Plötzlich schrak sie zusammen.

»Das Meer,« sagte Fribo kurz.

Der Wagen befand sich auf der höchsten Steigung des Landes, das sich bis nahe vor der Küste in langsamer Welle hob, und hier, plötzlich ziemlich steil abfallend, den Blick auf einen breiten Waldstreifen, darüber hinaus auf den weißen Sandsaum und endlich auf das blaue Meer gestattete. Zwischen den kahlen Wipfeln, unmittelbar am hellen Strand, sah man einige Dächer durchblicken, rote Ziegelsteine und graue Zinkplatten.

»Das ist Walddorf, wo unsere Villa liegt,« erklärte Fribo kurz.

Ehe Irene recht hinsehen konnte, war der Wagen schon weiter und die Aussicht hatte sich verschoben.
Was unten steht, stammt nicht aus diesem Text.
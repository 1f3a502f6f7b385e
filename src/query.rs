//! Turns what the user typed (a bare search expression, or a search URL
//! copied from the browser address bar) into the query token and the list of
//! collections the download should cover.

use thiserror::Error;
use url::form_urlencoded;

/// The input carried no search expression; there is nothing to download.
#[derive(Debug, Clone, Copy, PartialEq, Eq, Error)]
#[error("empty search string -- nothing to do")]
pub struct EmptyQuery;

#[derive(Debug, Clone, PartialEq, Eq)]
pub struct NormalizedQuery {
  /// Decoded search expression, sent as the `p=` parameter
  pub query_token: String,
  /// `c=` collections in order of appearance; empty means all collections
  pub collections: Vec<String>,
}

pub fn normalize(search: &str) -> Result<NormalizedQuery, EmptyQuery> {
  if search.is_empty() {
    return Err(EmptyQuery);
  }
  if !search.starts_with("http") {
    return Ok(NormalizedQuery {
      query_token: search.to_string(),
      collections: Vec::new(),
    });
  }

  // A full search url: pick out the p= and c= parameters.
  let without_fragment = search.split('#').next().unwrap_or_default();
  let params = match without_fragment.split_once('?') {
    Some((_, params)) => params,
    None => without_fragment,
  };
  let mut query_token = String::new();
  let mut collections = Vec::new();
  for (key, value) in form_urlencoded::parse(params.as_bytes()) {
    match key.as_ref() {
      "p" if query_token.is_empty() => query_token = value.into_owned(),
      "c" if !value.is_empty() => collections.push(value.into_owned()),
      _ => {}
    }
  }
  if query_token.is_empty() {
    return Err(EmptyQuery);
  }
  Ok(NormalizedQuery {
    query_token,
    collections,
  })
}
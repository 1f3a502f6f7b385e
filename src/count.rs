//! TIND offers no way to learn the size of a result set when asking for
//! MARC XML, so the count comes from a regular one-record HTML search: the
//! "N records found" headers on its results page.

use lazy_static::lazy_static;
use libxml::parser::Parser;
use regex::Regex;
use tracing::debug;

use crate::config::Config;
use crate::error::{Error, Result};
use crate::query::NormalizedQuery;
use crate::remote::{search_url, HttpGet, OutputFormat};

lazy_static! {
  static ref RECORDS_FOUND_REGEX: Regex = Regex::new(r"(\d[\d,]*)\s+records?\s+found").unwrap();
}

const RESULTS_HEADER_XPATH: &str =
  "//*[contains(concat(' ', normalize-space(@class), ' '), ' searchresultsboxheader ')]";

/// Ask the service how many records the query matches, summed over collections.
pub fn count_records<T: HttpGet + ?Sized>(
  transport: &T,
  config: &Config,
  query: &NormalizedQuery,
) -> Result<u64> {
  let url = search_url(&config.base_url, query, 1, 1, OutputFormat::Html);
  debug!(%url, "probing result count");
  let response = transport.get(&url).map_err(|err| {
    if err.is_connect() {
      Error::ServiceFailure(err.to_string())
    } else {
      Error::RequestError(err.to_string())
    }
  })?;
  if response.status >= 300 {
    return Err(Error::ServiceFailure(format!(
      "{} answered with HTTP status {}",
      url, response.status
    )));
  }
  parse_record_count(&response.body)
}

/// Sum the record counts of all results headers in an HTML results page.
/// A page without any header means the search matched nothing.
pub fn parse_record_count(html: &[u8]) -> Result<u64> {
  let headers = results_headers(html)?;
  if headers.is_empty() {
    return Ok(0);
  }

  let mut total: u64 = 0;
  let mut counted = 0;
  for text in &headers {
    if let Some(cap) = RECORDS_FOUND_REGEX.captures(text) {
      let digits = cap[1].replace(',', "");
      let count: u64 = digits.parse().map_err(|_| {
        Error::InternalError(format!("could not read record count from {:?}", text.trim()))
      })?;
      total = total.checked_add(count).ok_or_else(|| {
        Error::InternalError("record counts on the results page overflow".to_string())
      })?;
      counted += 1;
    }
  }
  if counted == 0 {
    return Err(Error::InternalError(
      "results page was not in the expected format: no record count found".to_string(),
    ));
  }
  debug!(headers = headers.len(), counted, total, "parsed results page");
  Ok(total)
}

fn results_headers(html: &[u8]) -> Result<Vec<String>> {
  if html.is_empty() {
    return Ok(Vec::new());
  }
  let parser = Parser::default_html();
  let doc = parser
    .parse_string(html)
    .map_err(|e| Error::InternalError(format!("could not parse results page: {:?}", e)))?;
  let mut texts = Vec::new();
  if let Some(root) = doc.get_root_readonly() {
    for node in root
      .findnodes(RESULTS_HEADER_XPATH, &doc)
      .unwrap_or_default()
    {
      texts.push(node.get_content());
    }
  }
  Ok(texts)
}
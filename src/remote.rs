use std::fs;
use std::thread;
use std::time::Duration;

use reqwest::blocking::Client;
use tracing::debug;

use crate::config::Config;
use crate::error::{Error, Result, TransportError};
use crate::query::NormalizedQuery;

#[derive(Debug, Clone, PartialEq, Eq)]
pub struct HttpResponse {
  pub status: u16,
  pub body: Vec<u8>,
}

/// The one HTTP operation the downloader needs: a GET returning status and body.
pub trait HttpGet: Send + Sync {
  fn get(&self, url: &str) -> std::result::Result<HttpResponse, TransportError>;
}

#[derive(Debug, Clone, Copy, PartialEq, Eq)]
pub enum OutputFormat {
  /// The regular HTML results page
  Html,
  /// MARC21 XML (`of=xm`)
  MarcXml,
}

/// Build a search request url. Parameter order matters to the service:
/// collections, then query, start record, page size and output format.
pub fn search_url(
  base_url: &str,
  query: &NormalizedQuery,
  start_at: u64,
  page_size: u64,
  format: OutputFormat,
) -> String {
  let mut url = String::from(base_url);
  for collection in &query.collections {
    url.push_str("&c=");
    url.push_str(&quote(collection));
  }
  url.push_str("&p=");
  url.push_str(&quote(&query.query_token));
  url.push_str(&format!("&jrec={}&rg={}", start_at, page_size));
  if format == OutputFormat::MarcXml {
    url.push_str("&of=xm");
  }
  url
}

// Percent-encode everything but unreserved characters, leaving '/' alone.
fn quote(value: &str) -> String {
  urlencoding::encode(value).replace("%2F", "/")
}

/// Fetch one page of MARC XML records starting at record `start_at`.
/// Transport failures are returned as-is; they end the session.
pub fn fetch_page<T: HttpGet + ?Sized>(
  transport: &T,
  config: &Config,
  query: &NormalizedQuery,
  start_at: u64,
) -> Result<Vec<u8>> {
  let url = search_url(
    &config.base_url,
    query,
    start_at,
    config.page_size,
    OutputFormat::MarcXml,
  );
  debug!(%url, "fetching page");
  let response = transport.get(&url)?;
  if response.status >= 300 {
    return Err(Error::ServiceFailure(format!(
      "{} answered with HTTP status {}",
      url, response.status
    )));
  }
  Ok(response.body)
}

const NETWORK_CHECK_ATTEMPTS: u32 = 3;
const NETWORK_CHECK_PAUSE: Duration = Duration::from_secs(1);

/// Blocking reqwest client configured from [`Config`].
pub struct ReqwestTransport {
  client: Client,
}

impl ReqwestTransport {
  pub fn new(config: &Config) -> Result<Self> {
    let mut builder = Client::builder()
      .user_agent(config.user_agent.as_str())
      .timeout(config.timeout);
    if let Some(bundle_path) = &config.ca_bundle {
      let pem = fs::read(bundle_path).map_err(|e| Error::io(bundle_path, e))?;
      let certificate = reqwest::Certificate::from_pem(&pem).map_err(|e| {
        Error::Config(format!(
          "could not load certificates from {}: {}",
          bundle_path.display(),
          e
        ))
      })?;
      builder = builder.add_root_certificate(certificate);
    }
    let client = builder
      .build()
      .map_err(|e| Error::Config(format!("could not build http client: {}", e)))?;
    Ok(ReqwestTransport { client })
  }

  /// Check that `url` answers at all. Any HTTP status counts as reachable;
  /// only transport failures are retried.
  pub fn network_available(&self, url: &str) -> bool {
    for retry in 0..NETWORK_CHECK_ATTEMPTS {
      match self.client.head(url).send() {
        Ok(_) => return true,
        Err(err) => {
          debug!(%url, retry, "network check failed: {}", err);
          if retry + 1 < NETWORK_CHECK_ATTEMPTS {
            thread::sleep(NETWORK_CHECK_PAUSE);
          }
        }
      }
    }
    false
  }
}

impl HttpGet for ReqwestTransport {
  fn get(&self, url: &str) -> std::result::Result<HttpResponse, TransportError> {
    let response = self.client.get(url).send().map_err(|e| classify(url, e))?;
    let status = response.status().as_u16();
    let body = response.bytes().map_err(|e| classify(url, e))?;
    Ok(HttpResponse {
      status,
      body: body.to_vec(),
    })
  }
}

fn classify(url: &str, err: reqwest::Error) -> TransportError {
  if err.is_connect() || err.is_timeout() {
    TransportError::Connect {
      url: url.to_string(),
      message: err.to_string(),
    }
  } else {
    TransportError::Request {
      url: url.to_string(),
      message: err.to_string(),
    }
  }
}
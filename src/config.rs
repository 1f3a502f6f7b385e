use std::path::PathBuf;
use std::time::Duration;

use url::Url;

use crate::error::{Error, Result};

/// URL fragment common to all search + download calls.
pub const BASE_SEARCH_URL: &str = "https://caltech.tind.io/search?ln=en";

/// Number of records requested per page. TIND silently caps larger
/// requests at 200.
pub const RECORDS_PER_GET: u64 = 200;

pub const USER_AGENT: &str = concat!("tind-marc/", env!("CARGO_PKG_VERSION"));

pub const DEFAULT_TIMEOUT: Duration = Duration::from_secs(120);

#[derive(Debug, Clone)]
pub struct Config {
  /// Search endpoint, including the leading `ln=` parameter
  pub base_url: String,
  /// Records per page request, at most [`RECORDS_PER_GET`]
  pub page_size: u64,
  pub user_agent: String,
  /// PEM bundle added to the trusted roots of the page transport
  pub ca_bundle: Option<PathBuf>,
  /// Per-request timeout; `None` waits forever
  pub timeout: Option<Duration>,
}

impl Default for Config {
  fn default() -> Self {
    Config {
      base_url: BASE_SEARCH_URL.to_string(),
      page_size: RECORDS_PER_GET,
      user_agent: USER_AGENT.to_string(),
      ca_bundle: None,
      timeout: Some(DEFAULT_TIMEOUT),
    }
  }
}

impl Config {
  pub fn validate(&self) -> Result<()> {
    if self.page_size == 0 || self.page_size > RECORDS_PER_GET {
      return Err(Error::Config(format!(
        "page size must be between 1 and {}, got {}",
        RECORDS_PER_GET, self.page_size
      )));
    }
    self.host()?;
    Ok(())
  }

  /// Host name of the catalog service, used in progress messages.
  pub fn host(&self) -> Result<String> {
    let url = Url::parse(&self.base_url)
      .map_err(|e| Error::Config(format!("invalid base url {}: {}", self.base_url, e)))?;
    url
      .host_str()
      .map(str::to_string)
      .ok_or_else(|| Error::Config(format!("base url {} has no host", self.base_url)))
  }
}

#[cfg(test)]
mod tests {
  use super::*;

  #[test]
  fn default_config_is_valid() {
    let config = Config::default();
    assert!(config.validate().is_ok());
    assert_eq!(config.host().unwrap(), "caltech.tind.io");
  }

  #[test]
  fn rejects_page_size_above_service_cap() {
    let config = Config {
      page_size: 201,
      ..Config::default()
    };
    assert!(matches!(config.validate(), Err(Error::Config(_))));
  }

  #[test]
  fn rejects_unparsable_base_url() {
    let config = Config {
      base_url: "not a url".to_string(),
      ..Config::default()
    };
    assert!(matches!(config.validate(), Err(Error::Config(_))));
  }
}
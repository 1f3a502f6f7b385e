//! Progress narration for a download. The download loop only talks to the
//! [`Progress`] trait; front ends decide how messages are shown.

use std::sync::Mutex;
use std::time::Duration;

use console::style;
use indicatif::{ProgressBar, ProgressStyle};
use tracing::info;

pub trait Progress: Send + Sync {
  fn start(&self, message: &str);
  fn update(&self, message: &str);
  fn stop(&self, message: &str);
}

/// Sends every message to the `tracing` subscriber.
#[derive(Debug, Default, Clone, Copy)]
pub struct TracingProgress;

impl Progress for TracingProgress {
  fn start(&self, message: &str) {
    info!("{}", message);
  }

  fn update(&self, message: &str) {
    info!("{}", message);
  }

  fn stop(&self, message: &str) {
    info!("{}", message);
  }
}

/// Terminal narration: a spinner per step when colour is on, plain lines otherwise.
pub struct TerminalProgress {
  use_color: bool,
  current: Mutex<Option<(ProgressBar, String)>>,
}

impl TerminalProgress {
  pub fn new(use_color: bool) -> Self {
    TerminalProgress {
      use_color,
      current: Mutex::new(None),
    }
  }

  fn spin(&self, message: &str) {
    let spinner = ProgressBar::new_spinner();
    if let Ok(spinner_style) = ProgressStyle::with_template("{spinner:.cyan} {msg}") {
      spinner.set_style(spinner_style);
    }
    spinner.set_message(style(message).cyan().to_string());
    spinner.enable_steady_tick(Duration::from_millis(100));
    *self.lock() = Some((spinner, message.to_string()));
  }

  // Mark the running step as done.
  fn succeed(&self) {
    if let Some((spinner, message)) = self.lock().take() {
      spinner.finish_and_clear();
      eprintln!("{} {}", style("✔").green(), style(message).cyan());
    }
  }

  fn lock(&self) -> std::sync::MutexGuard<'_, Option<(ProgressBar, String)>> {
    self
      .current
      .lock()
      .unwrap_or_else(std::sync::PoisonError::into_inner)
  }
}

impl Progress for TerminalProgress {
  fn start(&self, message: &str) {
    if self.use_color {
      self.spin(message);
    } else {
      eprintln!("{}", message);
    }
  }

  fn update(&self, message: &str) {
    if self.use_color {
      self.succeed();
      self.spin(message);
    } else {
      eprintln!("{}", message);
    }
  }

  fn stop(&self, message: &str) {
    if self.use_color {
      self.succeed();
      eprintln!("{} {}", style("✔").green(), style(message).cyan());
    } else {
      eprintln!("{}", message);
    }
  }
}
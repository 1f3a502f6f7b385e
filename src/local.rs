use std::fs::{self, OpenOptions};
use std::path::{Path, PathBuf};

use tracing::debug;

use crate::error::{Error, Result};

pub const DEFAULT_OUTPUT_FILENAME: &str = "output.xml";

/// `output.xml` on the user's desktop, falling back to the home directory
/// and then the current directory.
pub fn default_output_path() -> PathBuf {
  dirs::desktop_dir()
    .filter(|dir| dir.is_dir())
    .or_else(dirs::home_dir)
    .unwrap_or_else(|| PathBuf::from("."))
    .join(DEFAULT_OUTPUT_FILENAME)
}

/// Move an existing file out of the way by renaming it to `<name>.bak`,
/// or `<name>.bak.N` for the first free N. Returns the new name, if a file
/// was moved.
pub fn rename_existing(path: &Path) -> Result<Option<PathBuf>> {
  if !path.exists() {
    return Ok(None);
  }
  let backup = backup_name(path);
  debug!(from = %path.display(), to = %backup.display(), "renaming existing file");
  fs::rename(path, &backup).map_err(|e| Error::io(path, e))?;
  Ok(Some(backup))
}

/// True when `path` exists but cannot be opened for writing, which usually
/// means another program holds it (or it is not a regular file).
pub fn file_in_use(path: &Path) -> bool {
  path.exists() && OpenOptions::new().append(true).open(path).is_err()
}

fn backup_name(path: &Path) -> PathBuf {
  let mut name = path.as_os_str().to_os_string();
  name.push(".bak");
  let first = PathBuf::from(&name);
  if !first.exists() {
    return first;
  }
  let mut n = 2;
  loop {
    let mut numbered = name.clone();
    numbered.push(format!(".{}", n));
    let candidate = PathBuf::from(numbered);
    if !candidate.exists() {
      return candidate;
    }
    n += 1;
  }
}
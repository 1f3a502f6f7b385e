//! Search a TIND library catalog and download every matching record into a
//! single MARC21 XML file.

pub mod config;
pub mod count;
pub mod download;
pub mod error;
pub mod local;
pub mod output;
pub mod progress;
pub mod query;
pub mod remote;
pub mod splice;

pub use config::Config;
pub use download::{DownloadReport, Downloader, Outcome, StopFlag};
pub use error::{Error, Result, TransportError};
pub use progress::{Progress, TerminalProgress, TracingProgress};
pub use remote::{HttpGet, HttpResponse, ReqwestTransport};
//! The paginated download loop.
//!
//! A download first asks the service for the size of the result set, then
//! hands off to a dedicated worker thread that fetches pages of
//! [`Config::page_size`] records one at a time and splices them into the
//! output document. The caller's thread blocks until the worker is done.
//! [`Downloader::interrupt`] may be called from any other thread to stop the
//! worker between pages.

use std::path::Path;
use std::sync::atomic::{AtomicBool, Ordering};
use std::sync::{Arc, Condvar, Mutex, MutexGuard, PoisonError};
use std::thread;

use indicatif::HumanCount;
use tracing::{debug, warn};

use crate::config::Config;
use crate::error::{Error, Result};
use crate::output::OutputDocument;
use crate::count::count_records;
use crate::progress::Progress;
use crate::query::{normalize, NormalizedQuery};
use crate::remote::{fetch_page, HttpGet};

/// Cooperative cancellation token shared between a downloader and whoever
/// may want to stop it. Once requested, a stop stays requested.
#[derive(Debug, Clone, Default)]
pub struct StopFlag(Arc<AtomicBool>);

impl StopFlag {
  pub fn new() -> Self {
    StopFlag::default()
  }

  pub fn request(&self) {
    self.0.store(true, Ordering::SeqCst);
  }

  pub fn is_requested(&self) -> bool {
    self.0.load(Ordering::SeqCst)
  }
}

#[derive(Debug, Clone, Copy, PartialEq, Eq)]
pub enum Outcome {
  /// The search string was empty
  NothingToDo,
  /// Every requested page was written (or the search matched nothing)
  Completed,
  /// A stop was requested before all pages were written
  Stopped,
}

#[derive(Debug, Clone, Copy, PartialEq, Eq)]
pub struct DownloadReport {
  /// End offset of the last page written. Approximates the number of
  /// records written; it is not a count of `<record>` elements.
  pub written: u64,
  /// Number of records the service reported for the search
  pub available: u64,
  pub outcome: Outcome,
}

impl DownloadReport {
  fn empty(outcome: Outcome) -> Self {
    DownloadReport {
      written: 0,
      available: 0,
      outcome,
    }
  }
}

struct Session {
  query: NormalizedQuery,
  start_at: u64,
  // last record offset to fetch
  target: u64,
  available: u64,
}

#[derive(Default)]
struct WorkerState {
  active: Mutex<bool>,
  finished: Condvar,
}

impl WorkerState {
  fn lock(&self) -> MutexGuard<'_, bool> {
    self.active.lock().unwrap_or_else(PoisonError::into_inner)
  }

  fn set_active(&self, active: bool) {
    *self.lock() = active;
    if !active {
      self.finished.notify_all();
    }
  }

  fn wait_until_idle(&self) {
    let mut active = self.lock();
    while *active {
      active = self
        .finished
        .wait(active)
        .unwrap_or_else(PoisonError::into_inner);
    }
  }
}

// Marks the worker idle when the loop exits, including by panic.
struct ActiveGuard<'a>(&'a WorkerState);

impl Drop for ActiveGuard<'_> {
  fn drop(&mut self) {
    self.0.set_active(false);
  }
}

pub struct Downloader<T> {
  config: Config,
  transport: T,
  progress: Arc<dyn Progress>,
  stop: StopFlag,
  worker: WorkerState,
}

impl<T: HttpGet> Downloader<T> {
  pub fn new(config: Config, transport: T, progress: Arc<dyn Progress>) -> Self {
    Downloader {
      config,
      transport,
      progress,
      stop: StopFlag::new(),
      worker: WorkerState::default(),
    }
  }

  /// Use an existing stop flag, e.g. one shared with a signal handler.
  pub fn with_stop_flag(mut self, stop: StopFlag) -> Self {
    self.stop = stop;
    self
  }

  pub fn stop_flag(&self) -> StopFlag {
    self.stop.clone()
  }

  pub fn transport(&self) -> &T {
    &self.transport
  }

  /// Search with `search` and write every matching record to `output`,
  /// starting at record `start_at`. `total` bounds the offset of the last
  /// record fetched; `None` means all available records.
  ///
  /// Empty searches and searches without results return early without
  /// creating `output`. Once `output` has been created it is always left
  /// with its closing `</collection>` tag, whether the loop completes, is
  /// interrupted or fails.
  pub fn download(
    &self,
    search: &str,
    output: &Path,
    start_at: u64,
    total: Option<u64>,
  ) -> Result<DownloadReport> {
    self.config.validate()?;
    if start_at == 0 {
      return Err(Error::Config("record numbers start at 1".to_string()));
    }
    let query = match normalize(search) {
      Ok(query) => query,
      Err(empty) => {
        self.progress.update(&format!("Given an {}", empty));
        return Ok(DownloadReport::empty(Outcome::NothingToDo));
      }
    };

    self.progress.update(&format!(
      "Asking {} how many records to expect",
      self.config.host()?
    ));
    let available = count_records(&self.transport, &self.config, &query)?;
    if available == 0 {
      self.progress.update("This search produced 0 records");
      return Ok(DownloadReport::empty(Outcome::Completed));
    }
    self.progress.update(&format!(
      "This search will produce {} records",
      HumanCount(available)
    ));

    let session = Session {
      query,
      start_at,
      target: total.map_or(available, |total| total.min(available)),
      available,
    };
    let joined = thread::scope(|scope| {
      self.worker.set_active(true);
      debug!("starting downloader thread");
      let handle = scope.spawn(|| {
        let _guard = ActiveGuard(&self.worker);
        self.run_loop(&session, output)
      });
      debug!("waiting on downloader thread");
      let joined = handle.join();
      debug!("downloader thread has returned");
      joined
    });
    let (outcome, written) = joined.map_err(|_| Error::WorkerPanicked)??;
    Ok(DownloadReport {
      written,
      available,
      outcome,
    })
  }

  /// Ask the download loop to stop and wait until it has. Calling this
  /// before a download starts makes that download stop before its first
  /// page; calling it after a download finished does nothing.
  ///
  /// Must not be called from the worker itself (e.g. inside a
  /// [`Progress`] callback), since it waits for the worker to exit.
  pub fn interrupt(&self) {
    debug!("setting the stop flag");
    self.stop.request();
    self.worker.wait_until_idle();
    debug!("download loop is idle");
  }

  fn run_loop(&self, session: &Session, output: &Path) -> Result<(Outcome, u64)> {
    let mut doc = OutputDocument::create(output)?;
    let filled = self.fill(&mut doc, session);
    if self.stop.is_requested() {
      debug!("closing output due to interruption");
    }
    let closed = doc.close();
    let result = filled?;
    closed?;
    Ok(result)
  }

  fn fill(&self, doc: &mut OutputDocument, session: &Session) -> Result<(Outcome, u64)> {
    let page_size = self.config.page_size;
    let mut start_at = session.start_at;
    let mut written = 0;
    loop {
      if self.stop.is_requested() {
        return Ok((Outcome::Stopped, written));
      }
      if start_at > session.target {
        return Ok((Outcome::Completed, written));
      }
      // end_at is only reported, never requested.
      let end_at = start_at.saturating_add(page_size - 1).min(session.available);
      self
        .progress
        .update(&format!("Getting records {} to {}", start_at, end_at));

      let page = fetch_page(&self.transport, &self.config, &session.query, start_at)
        .map_err(|err| self.abandon(err))?;
      if self.stop.is_requested() {
        debug!(start_at, "discarding page fetched after stop request");
        return Ok((Outcome::Stopped, written));
      }
      doc.append_page(&page).map_err(|err| self.abandon(err))?;

      written = end_at;
      start_at = match start_at.checked_add(page_size) {
        Some(next) => next,
        None => return Ok((Outcome::Completed, written)),
      };
    }
  }

  fn abandon(&self, err: Error) -> Error {
    warn!("download loop failed: {}", err);
    self.progress.update("Stopping download due to problem");
    err
  }
}
//! Password prompt page shown in front of gated snapshots

use snapgate_core::SnapshotId;

/// HTML page asking a viewer for the snapshot password
///
/// The form posts `password` to `/s/{id}/gate`. `incorrect` adds a notice
/// after a failed attempt.
pub fn password_prompt(id: &SnapshotId, incorrect: bool) -> String {
    // Ids are URL-safe by construction, so they need no escaping here
    let notice = if incorrect {
        r#"<p class="error" role="alert">Incorrect password. Try again.</p>"#
    } else {
        ""
    };
    format!(
        r#"<!doctype html>
<html lang="en">
<head>
<meta charset="utf-8">
<meta name="viewport" content="width=device-width, initial-scale=1">
<meta name="robots" content="noindex">
<title>Protected snapshot</title>
<style>
body {{ font-family: system-ui, sans-serif; display: grid; place-items: center; min-height: 100vh; margin: 0; background: #f6f6f7; }}
form {{ background: #fff; padding: 2rem; border-radius: 8px; box-shadow: 0 1px 4px rgba(0,0,0,.1); min-width: 280px; }}
input, button {{ width: 100%; padding: .6rem; margin-top: .6rem; font-size: 1rem; box-sizing: border-box; }}
.error {{ color: #b00020; }}
</style>
</head>
<body>
<form method="post" action="/s/{id}/gate">
<h1>This snapshot is protected</h1>
{notice}
<label for="password">Password</label>
<input id="password" name="password" type="password" autocomplete="current-password" required autofocus>
<button type="submit">View snapshot</button>
</form>
</body>
</html>
"#
    )
}
//! Asset path and content-type policy
//!
//! Shared by upload authorization and serving so both sides reject the
//! same traversal attempts.

use crate::{Result, SnapError, SnapshotId};

/// Document served for the snapshot root
pub const INDEX_DOCUMENT: &str = "index.html";

/// Longest accepted relative asset path
pub const MAX_PATH_LEN: usize = 512;

/// Object store key of one snapshot file: `snap/{id}/{path}`
pub fn object_key(id: &SnapshotId, path: &str) -> String {
    format!("snap/{id}/{path}")
}

/// Content types that may be uploaded
pub const ALLOWED_CONTENT_TYPES: &[&str] = &[
    "text/html",
    "text/css",
    "text/plain",
    "text/javascript",
    "application/javascript",
    "application/json",
    "application/manifest+json",
    "application/wasm",
    "application/xml",
    "image/png",
    "image/jpeg",
    "image/gif",
    "image/webp",
    "image/avif",
    "image/svg+xml",
    "image/x-icon",
    "font/woff",
    "font/woff2",
    "font/ttf",
    "font/otf",
    "audio/mpeg",
    "video/mp4",
    "video/webm",
];

/// Validate a snapshot-relative asset path
///
/// Rejects absolute paths, backslashes, control characters, empty
/// segments and any `.` or `..` segment. Returns the path unchanged.
pub fn validate_asset_path(path: &str) -> Result<&str> {
    if path.is_empty() {
        return Err(SnapError::bad_request("empty path"));
    }
    if path.len() > MAX_PATH_LEN {
        return Err(SnapError::bad_request("path too long"));
    }
    if path.starts_with('/') || path.contains('\\') {
        return Err(SnapError::bad_request("path must be relative"));
    }
    if path.chars().any(char::is_control) {
        return Err(SnapError::bad_request("path contains control characters"));
    }
    for segment in path.split('/') {
        match segment {
            "" => return Err(SnapError::bad_request("path contains an empty segment")),
            "." | ".." => return Err(SnapError::bad_request("path traversal rejected")),
            _ => {}
        }
    }
    Ok(path)
}

/// Strip parameters and lower-case a content type (`Text/HTML; charset=x` -> `text/html`)
pub fn normalize_content_type(content_type: &str) -> String {
    content_type
        .split(';')
        .next()
        .unwrap_or_default()
        .trim()
        .to_ascii_lowercase()
}

/// Check a content type against the upload allow-list
pub fn check_content_type(content_type: &str) -> Result<String> {
    let normalized = normalize_content_type(content_type);
    if ALLOWED_CONTENT_TYPES.contains(&normalized.as_str()) {
        Ok(normalized)
    } else {
        Err(SnapError::TypeNotAllowed {
            content_type: content_type.to_string(),
        })
    }
}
Der Wald umgab sie. Das lärmende Rauschen, das durch die Tannen ging, das Knacken der durcheinandergeschüttelten kahlen Buchenzweige war fast beängstigend anzuhören. Ab und an gab es eine kleine Erschütterung auf dem Wagendach, trocknes, vom Sturme abgerissenes Gezweig war niedergefallen. Der Kutscher mochte einen bösen Sitz auf seinem Bock haben.

Häuser erschienen neben dem Weg. Der Wagen bog um, links drängte sich jetzt der weiße Strand an den Weg, rechts stand die von Villen unterbrochene Wand des Waldes.

Der Wagen hielt. Fribo stieg aus und half Irenen.

Nun standen sie da vor einer verschlossenen Tür, vor einem Hause, das unbewohnt und abwehrend aussah.

Die Fenster in der weißen Mauer waren mit grünen Läden verrammelt. Neben der turmartigen Hälfte des Baues trat der niedrigere Anbau zurück, doch war durch eine Veranda vor diesem die gleiche Linie der Bauflucht hergestellt. Diese Veranda war mit Brettern vernagelt.

Fribo zog an der Glocke. Ein schriller Ton hallte drinnen lang wieder. Niemand kam.

Sie gingen um das Haus durch den kleinen Garten, dessen grauer, mit Strandgras untermischter Rasen fast völlig von Flugsand bedeckt war. Eine Halbgrotte von Kalksteinen und Muschelkies war der Hauptschmuck des Gartens, dessen Hintergrund der Wald umschränkte.

Hinten waren zwei Fenster frei von Läden; zwei Efeustöcke, in gelben Blumentöpfen, an einem sich nach oben verbreiternden Holzgitter künstlich aufgebunden, standen drinnen auf der Fensterbank. An der Pumpe hinter dem Hause befanden sich zwei umgestürzte Eimer.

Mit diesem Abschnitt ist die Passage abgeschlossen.